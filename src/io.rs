use std::fmt::Write as _;
use std::fs;
use std::path::Path;

use log::debug;

use crate::constants::*;
use crate::error::{Error, ParseError, Result};
use crate::memory::{Frame, Process, ProcessStats, Pte, Vma};
use crate::simulation::Instruction;

fn read_file(path: &Path) -> Result<String> {
    fs::read_to_string(path).map_err(|source| Error::Io { path: path.to_path_buf(), source })
}

/// Processes and instruction trace loaded from an input file
#[derive(Debug, Clone, Default)]
pub struct Workload {
    pub processes: Vec<Process>,
    pub instructions: Vec<Instruction>,
}

/// Non-comment lines with their 1-based line numbers
struct Lines<'a> {
    inner: std::iter::Enumerate<std::str::Lines<'a>>,
    /// Number of the last line consumed, comments included
    last_line: usize,
}

impl<'a> Lines<'a> {
    fn new(content: &'a str) -> Self {
        Lines { inner: content.lines().enumerate(), last_line: 0 }
    }

    fn next_valid(&mut self) -> Option<(usize, &'a str)> {
        for (i, line) in self.inner.by_ref() {
            self.last_line = i + 1;
            if !line.starts_with('#') && !line.trim().is_empty() {
                return Some((self.last_line, line));
            }
        }
        None
    }

    fn require(&mut self, what: &'static str) -> std::result::Result<(usize, &'a str), ParseError> {
        match self.next_valid() {
            Some(found) => Ok(found),
            None => Err(ParseError::Missing { line: self.last_line, what }),
        }
    }
}

fn parse_number(
    token: Option<&str>,
    line: usize,
    what: &'static str,
) -> std::result::Result<usize, ParseError> {
    let token = token.ok_or(ParseError::Missing { line, what })?;
    token
        .parse()
        .map_err(|_| ParseError::InvalidToken { line, what, token: token.to_string() })
}

fn parse_bit(
    token: Option<&str>,
    line: usize,
    what: &'static str,
) -> std::result::Result<bool, ParseError> {
    match token {
        Some("0") => Ok(false),
        Some("1") => Ok(true),
        Some(other) => Err(ParseError::InvalidToken { line, what, token: other.to_string() }),
        None => Err(ParseError::Missing { line, what }),
    }
}

fn check_vpage(vpage: usize, line: usize) -> std::result::Result<usize, ParseError> {
    if vpage >= MAX_VPAGES {
        return Err(ParseError::VpageOutOfRange { line, vpage, max: MAX_VPAGES - 1 });
    }
    Ok(vpage)
}

impl Workload {
    pub fn from_file<P: AsRef<Path>>(path: P) -> Result<Self> {
        let content = read_file(path.as_ref())?;
        Ok(Self::parse(&content)?)
    }

    pub fn parse(content: &str) -> std::result::Result<Self, ParseError> {
        let mut lines = Lines::new(content);

        let (line, text) = lines.require("process count")?;
        let num_processes = parse_number(text.split_whitespace().next(), line, "process count")?;

        let mut processes = Vec::with_capacity(num_processes);
        for _ in 0..num_processes {
            processes.push(Self::parse_process(&mut lines)?);
        }

        let mut instructions = Vec::new();
        while let Some((line, text)) = lines.next_valid() {
            instructions.push(Self::parse_instruction(line, text, processes.len())?);
        }

        debug!("loaded {} processes, {} instructions", processes.len(), instructions.len());
        Ok(Workload { processes, instructions })
    }

    fn parse_process(lines: &mut Lines<'_>) -> std::result::Result<Process, ParseError> {
        let (line, text) = lines.require("VMA count")?;
        let num_vmas = parse_number(text.split_whitespace().next(), line, "VMA count")?;

        let mut vmas: Vec<Vma> = Vec::with_capacity(num_vmas);
        for _ in 0..num_vmas {
            let (line, text) = lines.require("VMA")?;
            let mut tokens = text.split_whitespace();
            let start = check_vpage(parse_number(tokens.next(), line, "start vpage")?, line)?;
            let end = check_vpage(parse_number(tokens.next(), line, "end vpage")?, line)?;
            let write_protected = parse_bit(tokens.next(), line, "write_protected")?;
            let file_mapped = parse_bit(tokens.next(), line, "file_mapped")?;

            if start > end {
                return Err(ParseError::InvertedVma { line, start, end });
            }
            let vma = Vma::new(start, end, write_protected, file_mapped);
            if vmas.iter().any(|other| other.overlaps(&vma)) {
                return Err(ParseError::OverlappingVma { line, start, end });
            }
            vmas.push(vma);
        }
        Ok(Process::new(vmas))
    }

    fn parse_instruction(
        line: usize,
        text: &str,
        num_processes: usize,
    ) -> std::result::Result<Instruction, ParseError> {
        let mut tokens = text.split_whitespace();
        let op = tokens.next().ok_or(ParseError::Missing { line, what: "operation" })?;
        let operand = parse_number(tokens.next(), line, "operand")?;

        let check_pid = |pid: usize| {
            if pid < num_processes {
                Ok(pid)
            } else {
                Err(ParseError::UnknownProcess { line, pid, count: num_processes })
            }
        };

        match op {
            "r" => Ok(Instruction::Read(check_vpage(operand, line)?)),
            "w" => Ok(Instruction::Write(check_vpage(operand, line)?)),
            "c" => Ok(Instruction::ContextSwitch(check_pid(operand)?)),
            "e" => Ok(Instruction::Exit(check_pid(operand)?)),
            other => Err(ParseError::UnknownOperation(other.to_string())),
        }
    }
}

/// Cyclic source of pre-generated random numbers
#[derive(Debug, Clone)]
pub struct RandomSource {
    values: Vec<usize>,
    offset: usize,
}

impl RandomSource {
    pub fn from_file<P: AsRef<Path>>(path: P) -> Result<Self> {
        let content = read_file(path.as_ref())?;
        Ok(Self::parse(&content)?)
    }

    /// First number is the count of the numbers that follow
    pub fn parse(content: &str) -> std::result::Result<Self, ParseError> {
        let mut tokens = content.split_whitespace();
        let declared = parse_number(tokens.next(), 1, "random count")?;
        let values = tokens
            .take(declared)
            .map(|t| parse_number(Some(t), 1, "random value"))
            .collect::<std::result::Result<Vec<_>, _>>()?;
        if values.is_empty() {
            return Err(ParseError::EmptyRandomFile { declared });
        }
        debug!("random source: {} of {} declared values", values.len(), declared);
        Ok(RandomSource { values, offset: 0 })
    }

    /// Next value reduced into `0..bound`, wrapping around the sequence
    pub fn next_below(&mut self, bound: usize) -> usize {
        let value = self.values[self.offset];
        self.offset = (self.offset + 1) % self.values.len();
        value % bound
    }
}

// =========================================================================
// Report formatting
// =========================================================================

/// ` i:RMS` for present pages, ` #` for swapped, ` *` otherwise
pub fn format_page_table(page_table: &[Pte]) -> String {
    let mut out = String::new();
    for (i, pte) in page_table.iter().enumerate() {
        if pte.present() {
            let _ = write!(
                out,
                " {}:{}{}{}",
                i,
                if pte.referenced() { 'R' } else { '-' },
                if pte.modified() { 'M' } else { '-' },
                if pte.paged_out() { 'S' } else { '-' },
            );
        } else {
            out.push_str(if pte.paged_out() { " #" } else { " *" });
        }
    }
    out
}

pub fn format_frame_table(frames: &[Frame]) -> String {
    let mut out = String::new();
    for frame in frames {
        if frame.mapped {
            let _ = write!(out, " {}:{}", frame.pid, frame.vpage);
        } else {
            out.push_str(" *");
        }
    }
    out
}

pub fn format_stats(stats: &ProcessStats) -> String {
    format!(
        " U={} M={} I={} O={} FI={} FO={} Z={} SV={} SP={}",
        stats.unmaps,
        stats.maps,
        stats.ins,
        stats.outs,
        stats.fins,
        stats.fouts,
        stats.zeros,
        stats.segv,
        stats.segprot
    )
}

#[cfg(test)]
mod tests {
    use super::*;

    const SAMPLE: &str = "\
# process count
2
# process 0
2
0 15 0 0
20 30 1 1
#process 1
1
0 63 0 1
# trace
c 0
r 5
w 21
c 1
e 1
";

    #[test]
    fn test_parse_sample() {
        let workload = Workload::parse(SAMPLE).unwrap();
        assert_eq!(workload.processes.len(), 2);
        assert_eq!(
            workload.processes[0].vmas,
            vec![Vma::new(0, 15, false, false), Vma::new(20, 30, true, true)]
        );
        assert_eq!(workload.processes[1].vmas, vec![Vma::new(0, 63, false, true)]);
        assert_eq!(
            workload.instructions,
            vec![
                Instruction::ContextSwitch(0),
                Instruction::Read(5),
                Instruction::Write(21),
                Instruction::ContextSwitch(1),
                Instruction::Exit(1),
            ]
        );
    }

    #[test]
    fn test_parse_rejects_bad_operation() {
        let err = Workload::parse("1\n1\n0 63 0 0\nx 3\n").unwrap_err();
        assert_eq!(err, ParseError::UnknownOperation("x".into()));
    }

    #[test]
    fn test_parse_rejects_out_of_range() {
        let err = Workload::parse("1\n1\n0 63 0 0\nr 64\n").unwrap_err();
        assert_eq!(err, ParseError::VpageOutOfRange { line: 4, vpage: 64, max: 63 });

        let err = Workload::parse("1\n1\n0 63 0 0\nc 1\n").unwrap_err();
        assert_eq!(err, ParseError::UnknownProcess { line: 4, pid: 1, count: 1 });
    }

    #[test]
    fn test_parse_rejects_overlapping_vmas() {
        let err = Workload::parse("1\n2\n0 10 0 0\n10 20 0 0\n").unwrap_err();
        assert_eq!(err, ParseError::OverlappingVma { line: 4, start: 10, end: 20 });

        let err = Workload::parse("1\n1\n9 3 0 0\n").unwrap_err();
        assert_eq!(err, ParseError::InvertedVma { line: 3, start: 9, end: 3 });
    }

    #[test]
    fn test_parse_missing_vma() {
        let err = Workload::parse("1\n2\n0 10 0 0\n").unwrap_err();
        assert_eq!(err, ParseError::Missing { line: 3, what: "VMA" });

        // input ends after trailing comments
        let err = Workload::parse("2\n1\n0 10 0 0\n# process 1\n").unwrap_err();
        assert_eq!(err, ParseError::Missing { line: 4, what: "VMA count" });

        let err = Workload::parse("").unwrap_err();
        assert_eq!(err, ParseError::Missing { line: 0, what: "process count" });

        let err = Workload::parse("1\n1\n0 10 0\n").unwrap_err();
        assert_eq!(err, ParseError::Missing { line: 3, what: "file_mapped" });
    }

    #[test]
    fn test_parse_invalid_bit() {
        let err = Workload::parse("1\n1\n0 10 2 0\n").unwrap_err();
        assert!(matches!(err, ParseError::InvalidToken { what: "write_protected", .. }));
    }

    #[test]
    fn test_random_source_wraps() {
        let mut source = RandomSource::parse("2 7 4").unwrap();
        assert_eq!(source.next_below(5), 2);
        assert_eq!(source.next_below(5), 4);
        assert_eq!(source.next_below(5), 2);
    }

    #[test]
    fn test_random_source_honours_declared_count() {
        let mut source = RandomSource::parse("1\n3\n9\n").unwrap();
        assert_eq!(source.next_below(10), 3);
        assert_eq!(source.next_below(10), 3);

        assert_eq!(
            RandomSource::parse("4\n").unwrap_err(),
            ParseError::EmptyRandomFile { declared: 4 }
        );
    }

    #[test]
    fn test_format_page_table() {
        let mut table = [Pte::default(); 4];
        table[0].set_present(true);
        table[0].set_referenced(true);
        table[1].set_paged_out(true);
        table[3].set_present(true);
        table[3].set_modified(true);
        table[3].set_paged_out(true);
        assert_eq!(format_page_table(&table), " 0:R-- # * 3:-MS");
    }

    #[test]
    fn test_format_frame_table() {
        let frames = [
            Frame { pid: 0, vpage: 12, mapped: true, ..Frame::default() },
            Frame::default(),
            Frame { pid: 1, vpage: 3, mapped: true, ..Frame::default() },
        ];
        assert_eq!(format_frame_table(&frames), " 0:12 * 1:3");
    }

    #[test]
    fn test_format_stats() {
        let stats =
            ProcessStats { unmaps: 1, maps: 2, zeros: 2, segv: 1, ..ProcessStats::default() };
        assert_eq!(format_stats(&stats), " U=1 M=2 I=0 O=0 FI=0 FO=0 Z=2 SV=1 SP=0");
    }

    #[test]
    fn test_missing_file() {
        let err = Workload::from_file("/nonexistent/input").unwrap_err();
        assert!(matches!(err, Error::Io { .. }));
    }
}
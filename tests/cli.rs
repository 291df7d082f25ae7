//! End-to-end tests of the mmu-sim binary.

use std::fs;
use std::path::PathBuf;

use assert_cmd::Command;
use predicates::prelude::*;
use tempfile::TempDir;

const INPUT: &str = "\
#process/vma/page reference generator
1
#### process 0
2
0 31 0 0
32 47 1 1
c 0
r 0
w 1
r 2
w 40
r 60
e 0
";

fn write_file(dir: &TempDir, name: &str, content: &str) -> PathBuf {
    let path = dir.path().join(name);
    fs::write(&path, content).unwrap();
    path
}

fn mmu_sim() -> Command {
    Command::cargo_bin("mmu-sim").unwrap()
}

#[test]
fn test_summary_output() {
    let dir = TempDir::new().unwrap();
    let input = write_file(&dir, "in1", INPUT);

    // c 0: 130
    // r 0: 1 + ZERO 150 + MAP 350
    // w 1: 1 + ZERO 150 + MAP 350
    // r 2: 1 + UNMAP 0:0 410 + ZERO 150 + MAP 350
    // w 40: 1 + UNMAP 0:1 410 + OUT 2750 + FIN 2350 + MAP 350 + SEGPROT 410
    // r 60: 1 + SEGV 440
    // e 0: 1230 + UNMAP 410 + UNMAP 410
    mmu_sim()
        .args(["-f2", "-af", "-oS"])
        .arg(&input)
        .assert()
        .success()
        .stdout(predicate::str::contains("PROC[0]: U=4 M=4 I=0 O=1 FI=1 FO=0 Z=3 SV=1 SP=1"))
        .stdout(predicate::str::starts_with("EXIT current process 0\n"))
        .stdout(predicate::str::contains("TOTALCOST 7 1 1 10805 4"));
}

#[test]
fn test_current_page_table_skips_segv() {
    let dir = TempDir::new().unwrap();
    let input = write_file(&dir, "in1", INPUT);

    let output = mmu_sim().args(["-f2", "-ox"]).arg(&input).output().unwrap();
    assert!(output.status.success());
    let stdout = String::from_utf8(output.stdout).unwrap();
    let tables: Vec<_> = stdout.lines().filter(|l| l.starts_with("PT[0]:")).collect();

    // r 0, w 1, r 2, w 40 print a table; r 60 is a SEGV
    assert_eq!(tables.len(), 4);
    assert!(tables[0].starts_with("PT[0]:  0:R-- *"));
    assert!(stdout.starts_with("PT[0]:"));
    assert!(stdout.ends_with("EXIT current process 0\n"));
}

#[test]
fn test_trace_output() {
    let dir = TempDir::new().unwrap();
    let input = write_file(&dir, "in1", INPUT);

    mmu_sim()
        .args(["-f2", "-oO"])
        .arg(&input)
        .assert()
        .success()
        .stdout(predicate::str::starts_with("0: ==> c 0\n1: ==> r 0\n ZERO\n MAP 0\n"))
        .stdout(predicate::str::contains("4: ==> w 40\n UNMAP 0:1\n OUT\n FIN\n MAP 1\n SEGPROT\n"))
        .stdout(predicate::str::contains("5: ==> r 60\n SEGV\n"))
        .stdout(predicate::str::contains("EXIT current process 0\n UNMAP 0:2\n UNMAP 0:40\n"));
}

#[test]
fn test_random_algorithm_reads_random_file() {
    let dir = TempDir::new().unwrap();
    let input = write_file(&dir, "in1", INPUT);
    let rfile = write_file(&dir, "rfile", "3\n1\n0\n1\n");

    mmu_sim()
        .args(["-f2", "-ar", "-oa"])
        .arg(&input)
        .arg(&rfile)
        .assert()
        .success()
        // the random pager prints no selection detail
        .stdout("EXIT current process 0\n");
}

#[test]
fn test_random_algorithm_requires_random_file() {
    let dir = TempDir::new().unwrap();
    let input = write_file(&dir, "in1", INPUT);

    mmu_sim()
        .args(["-ar"])
        .arg(&input)
        .assert()
        .failure()
        .stderr(predicate::str::contains("random algorithm requires a random file"));
}

#[test]
fn test_rejects_zero_frames() {
    let dir = TempDir::new().unwrap();
    let input = write_file(&dir, "in1", INPUT);

    mmu_sim()
        .args(["-f0"])
        .arg(&input)
        .assert()
        .failure()
        .stderr(predicate::str::contains("frame count 0"));
}

#[test]
fn test_rejects_unknown_algorithm_and_option() {
    let dir = TempDir::new().unwrap();
    let input = write_file(&dir, "in1", INPUT);

    mmu_sim()
        .args(["-az"])
        .arg(&input)
        .assert()
        .failure()
        .stderr(predicate::str::contains("unknown replacement algorithm: <z>"));

    mmu_sim()
        .args(["-oOZ"])
        .arg(&input)
        .assert()
        .failure()
        .stderr(predicate::str::contains("unknown output option: <Z>"));
}

#[test]
fn test_missing_input_file() {
    mmu_sim()
        .arg("/nonexistent/mmu-sim-input")
        .assert()
        .failure()
        .stderr(predicate::str::contains("cannot open"));
}
//! MMU simulator - Main Entry Point
//!
//! Usage: mmu-sim [OPTIONS] <inputfile> [randfile]
//!
//! Arguments:
//!   inputfile - Process/VMA declarations followed by the instruction trace
//!   randfile  - Random numbers for the random pager (required with -ar)
//!
//! Options:
//!   -f<num>      Number of physical frames (1..=128, default 4)
//!   -a<algo>     Replacement algorithm: f r c e a w (default f)
//!   -o<letters>  Output selection: O P F S a x y f
//!   -v           More logging on stderr (repeatable)

use std::io::{self, BufWriter, Write};
use std::path::PathBuf;
use std::process;

use clap::{ArgAction, Parser};
use log::{LevelFilter, Metadata, Record};

use mmu_sim::{Config, OutputOptions, PagerKind, VmManager, DEFAULT_FRAMES};

#[derive(Parser)]
#[command(name = "mmu-sim")]
#[command(about = "Replays a memory access trace through a simulated MMU and pager")]
#[command(version)]
struct Cli {
    /// Number of physical frames
    #[arg(short = 'f', long = "frames", default_value_t = DEFAULT_FRAMES)]
    frames: usize,

    /// Replacement algorithm letter
    #[arg(short = 'a', long = "algorithm", default_value_t = 'f')]
    algorithm: char,

    /// Output option letters
    #[arg(short = 'o', long = "output", default_value = "")]
    output: String,

    /// Log verbosity on stderr
    #[arg(short = 'v', long = "verbose", action = ArgAction::Count)]
    verbose: u8,

    /// Input file
    input_file: PathBuf,

    /// Random number file
    random_file: Option<PathBuf>,
}

struct StderrLogger;

impl log::Log for StderrLogger {
    fn enabled(&self, metadata: &Metadata) -> bool {
        metadata.level() <= log::max_level()
    }

    fn log(&self, record: &Record) {
        if self.enabled(record.metadata()) {
            eprintln!("[{:5}] {}", record.level(), record.args());
        }
    }

    fn flush(&self) {}
}

static LOGGER: StderrLogger = StderrLogger;

fn init_logging(verbose: u8) {
    let level = match verbose {
        0 => LevelFilter::Warn,
        1 => LevelFilter::Info,
        2 => LevelFilter::Debug,
        _ => LevelFilter::Trace,
    };
    if log::set_logger(&LOGGER).is_ok() {
        log::set_max_level(level);
    }
}

fn build_config(cli: Cli) -> mmu_sim::Result<Config> {
    let algorithm = PagerKind::from_letter(cli.algorithm)?;
    let mut config = Config::new(cli.input_file);
    config.num_frames = cli.frames;
    config.algorithm = algorithm;
    config.output = OutputOptions::parse(&cli.output)?;
    // only the random pager reads the random file
    if algorithm == PagerKind::Random {
        config.random_file = cli.random_file;
    }
    Ok(config)
}

fn main() {
    let cli = Cli::parse();
    init_logging(cli.verbose);

    if let Err(e) = run(cli) {
        eprintln!("Error: {}", e);
        process::exit(1);
    }
}

/// Main logic separated from main() for cleaner error handling
fn run(cli: Cli) -> mmu_sim::Result<()> {
    let config = build_config(cli)?;
    let manager = VmManager::load(config)?;

    let stdout = io::stdout();
    let mut out = BufWriter::new(stdout.lock());
    manager.run(&mut out)?;
    out.flush()?;
    Ok(())
}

:: TASK ::
Lines from the entries that contain the string "EmptyRandomFile" must be found and copied.

:: EXPECTED ANSWER ::
            return Err(ParseError::EmptyRandomFile { declared });
            ParseError::EmptyRandomFile { declared: 4 }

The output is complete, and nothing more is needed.